Type the records out again in full, exactly.

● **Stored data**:
● ● ●

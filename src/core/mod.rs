//! Core business logic module
//!
//! This module contains the dataset generation components:
//! - `generator` - Random order synthesis over a menu
//! - `stats` - Summary statistics of a dataset
//! - `analytics` - Payment, best-seller, revenue and basket breakdowns
//! - `report` - Human-readable rendering of the above

pub mod analytics;
pub mod generator;
pub mod report;
pub mod stats;

pub use generator::{generate, GenerationConfig, TransactionGenerator};
pub use report::{render_report, ReportOptions};
pub use stats::{compute_stats, DatasetStats};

● ● ●

● **Written reply**:
filename src/core/mod.rs
//! Core business logic module
//!
//! This module contains the dataset generation components:
//! - `generator` - Random order synthesis over a menu
//! - `stats` - Summary statistics of a dataset
//! - `analytics` - Payment, best-seller, revenue and basket breakdowns
//! - `report` - Human-readable rendering of the above

pub mod analytics;
pub mod generator;
pub mod report;
pub mod stats;

pub use generator::{generate, GenerationConfig, TransactionGenerator};
pub use report::{render_report, ReportOptions};
pub use stats::{compute_stats, DatasetStats};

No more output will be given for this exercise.